Industrial CRE has seen high inflation and costs slow demand. And yet, according to CommercialEdge, that has only caused vacancies to normalize.
There has been a push by the federal government for more manufacturing, particularly in semiconductors and clean energy, respectively through the CHIPS and Science Act and the Inflation Reduction Act. In April, annualized manufacturing construction spending was $233 billion, a triple jump over the last three years. CommercialEdge’s own data shows that manufacturing accounted for 30% (124.8 million square feet) of all space under construction
“We anticipate that manufacturing will continue to drive a great deal of activity for industrial real estate, but it will be years before the impacts are fully seen, our industrial property outlook indicates,” CommercialEdge writes. “The new tariffs will increase the prices of clean energy technology for consumers but will be a positive for the industrial sector. Once projects are delivered, we expect manufacturing employment to rise and supplemental firms to take root as well.”
High interest rates and operational costs have acted as a damper on demand, but any significant negative effects seem not to have taken root.
“National in-place rents for industrial space averaged $7.96 per square foot in April, an increase of 11 cents from March and up 7.4% over the last 12 months, our latest U.S. industrial market report reveals,” they say. “The average rate for new leases signed in the last 12 months was $10.31 per square foot, $2.35 more than the average for all leases.”
Full national statistics were average rent on April 24, 2024 of $7.96 per square foot, for that 7.4% 12-month change. The average rate signed in the last 12 months is $10.31, with the 5.2% vacancy rate.

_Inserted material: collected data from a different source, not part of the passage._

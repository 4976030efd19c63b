//! Utility functions for string handling, JSON lookup, durations and the
//! state directory.
//!
//! - String truncation for logs and for posted article bodies
//! - Recursive key search in embedded page JSON
//! - Human-readable durations for the control surface
//! - File system validation for the state directory

use serde_json::Value;
use std::error::Error;
use std::fs as stdfs;
use std::time::Duration;
use tokio::fs;
use tracing::{info, instrument};

/// Truncate a string for logging purposes.
///
/// Long strings are truncated to `max` bytes (backing off to a character
/// boundary) with an ellipsis and byte count indicator appended.
///
/// # Examples
///
/// ```ignore
/// assert_eq!(truncate_for_log("short", 100), "short");
/// assert_eq!(truncate_for_log(&"a".repeat(500), 10), "aaaaaaaaaa…(+490 bytes)");
/// ```
pub fn truncate_for_log(s: &str, max: usize) -> String {
    if s.len() <= max {
        return s.to_string();
    }
    let mut end = max;
    while !s.is_char_boundary(end) {
        end -= 1;
    }
    format!("{}…(+{} bytes)", &s[..end], s.len() - end)
}

/// Cut `s` to at most `max` characters.
///
/// # Returns
///
/// The (possibly shortened) string and whether anything was cut.
pub fn truncate_chars(s: &str, max: usize) -> (String, bool) {
    match s.char_indices().nth(max) {
        Some((byte_idx, _)) => (s[..byte_idx].to_string(), true),
        None => (s.to_string(), false),
    }
}

/// Find the first value stored under `key` anywhere in a JSON tree.
///
/// Objects are searched before their children, depth first, in document
/// order. Next.js pages move their data around between deploys; searching
/// by key survives that where a fixed path would not.
pub fn find_key<'a>(data: &'a Value, key: &str) -> Option<&'a Value> {
    match data {
        Value::Object(map) => {
            if let Some(v) = map.get(key) {
                return Some(v);
            }
            map.values().find_map(|v| find_key(v, key))
        }
        Value::Array(items) => items.iter().find_map(|v| find_key(v, key)),
        _ => None,
    }
}

/// Format a duration as `1h 2m 3s`, dropping leading zero units.
pub fn format_duration(d: Duration) -> String {
    let secs = d.as_secs();
    let (h, m, s) = (secs / 3600, (secs % 3600) / 60, secs % 60);
    if h > 0 {
        format!("{h}h {m}m {s}s")
    } else if m > 0 {
        format!("{m}m {s}s")
    } else {
        format!("{s}s")
    }
}

/// Ensure a directory exists and is writable.
///
/// This function creates the directory if it doesn't exist, then performs
/// a write test by creating and immediately deleting a marker file.
///
/// # Errors
///
/// Returns an error if:
/// - The directory cannot be created
/// - The directory is not writable (permission denied, read-only filesystem, etc.)
#[instrument(level = "info", skip_all, fields(path = %path))]
pub async fn ensure_writable_dir(path: &str) -> Result<(), Box<dyn Error>> {
    fs::create_dir_all(path).await?;
    // Try a small sync write using std fs (simpler error surface)
    let marker_path = format!("{}/.__write_check__", path.trim_end_matches('/'));
    stdfs::File::create(&marker_path)?;
    let _ = stdfs::remove_file(&marker_path);
    info!("State directory is writable");
    Ok(())
}

#[cfg(test)]
mod tests {
    use super::*;
    use serde_json::json;

    #[test]
    fn test_truncate_for_log_short_string() {
        let s = "Hello, world!";
        assert_eq!(truncate_for_log(s, 100), "Hello, world!");
    }

    #[test]
    fn test_truncate_for_log_long_string() {
        let s = "a".repeat(500);
        let result = truncate_for_log(&s, 100);
        assert!(result.starts_with(&"a".repeat(100)));
        assert!(result.contains("…(+400 bytes)"));
    }

    #[test]
    fn test_truncate_for_log_respects_char_boundaries() {
        // Cyrillic letters are two bytes each.
        let s = "биткоин".repeat(10);
        let result = truncate_for_log(&s, 5);
        assert!(result.starts_with("би…"));
    }

    #[test]
    fn test_truncate_chars() {
        assert_eq!(truncate_chars("hello", 10), ("hello".to_string(), false));
        assert_eq!(truncate_chars("hello", 5), ("hello".to_string(), false));
        assert_eq!(truncate_chars("hello", 3), ("hel".to_string(), true));
        assert_eq!(truncate_chars("привет", 2), ("пр".to_string(), true));
    }

    #[test]
    fn test_find_key_nested() {
        let data = json!({
            "props": {
                "pageProps": {
                    "state": {
                        "newsStore": { "_newsList": [ { "article_ID": 1 } ] }
                    }
                }
            }
        });
        let list = find_key(&data, "_newsList").unwrap();
        assert!(list.is_array());
        assert_eq!(find_key(&data, "article_ID"), Some(&json!(1)));
        assert_eq!(find_key(&data, "missing"), None);
    }

    #[test]
    fn test_find_key_prefers_shallow_match() {
        let data = json!({ "a": { "k": "deep" }, "k": "shallow" });
        assert_eq!(find_key(&data, "k"), Some(&json!("shallow")));
    }

    #[test]
    fn test_format_duration() {
        assert_eq!(format_duration(Duration::from_secs(7)), "7s");
        assert_eq!(format_duration(Duration::from_secs(1200)), "20m 0s");
        assert_eq!(format_duration(Duration::from_secs(3723)), "1h 2m 3s");
    }

    #[tokio::test]
    async fn test_ensure_writable_dir_creates_missing() {
        let dir = tempfile::tempdir().unwrap();
        let nested = dir.path().join("state/nested");
        ensure_writable_dir(nested.to_str().unwrap()).await.unwrap();
        assert!(nested.is_dir());
    }
}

The 10 areas with the highest average per-square-foot rent on April 24 were Orange County ($15.37); Los Angeles ( $14.32); Bay Area ($13.14); Miami ($11.39); Seattle ($11.07); Baltimore ($10.96); New Jersey ($10.53); Boston ($10.48); and Inland Empire ($10.010.
Look instead at the 12-month change and the top 10 are Inland Empire (12.5%); Miami (12.0%); Los Angeles (11.2%); Orange County (9.4%); New Jersey (8.9%); Seattle (8.8%); Phoenix (8.7%); Baltimore (7.9%); Boston (7.7%); and Atlanta (7.5%).
The top 10 lowest vacancy rates were Columbus (2.7%); Kansas City (3.0%); Nashville (3.6%); Charlotte (3.8%); Dallas-Fort Worth (3.9%); Orange County (4.0%); Portland (4.0%); Phoenix (4.2%); Bridgeport (4.5%); and Miami (4.6%).
The five markets with the largest industrial supply pipelines were Phoenix (41.80 million square feet); Dallas-Fort Worth (23.36 million square feet); Kansas City (13.30 million squire feet); Atlanta (12.03 million square feet); and Chicago (11.11 million square feet).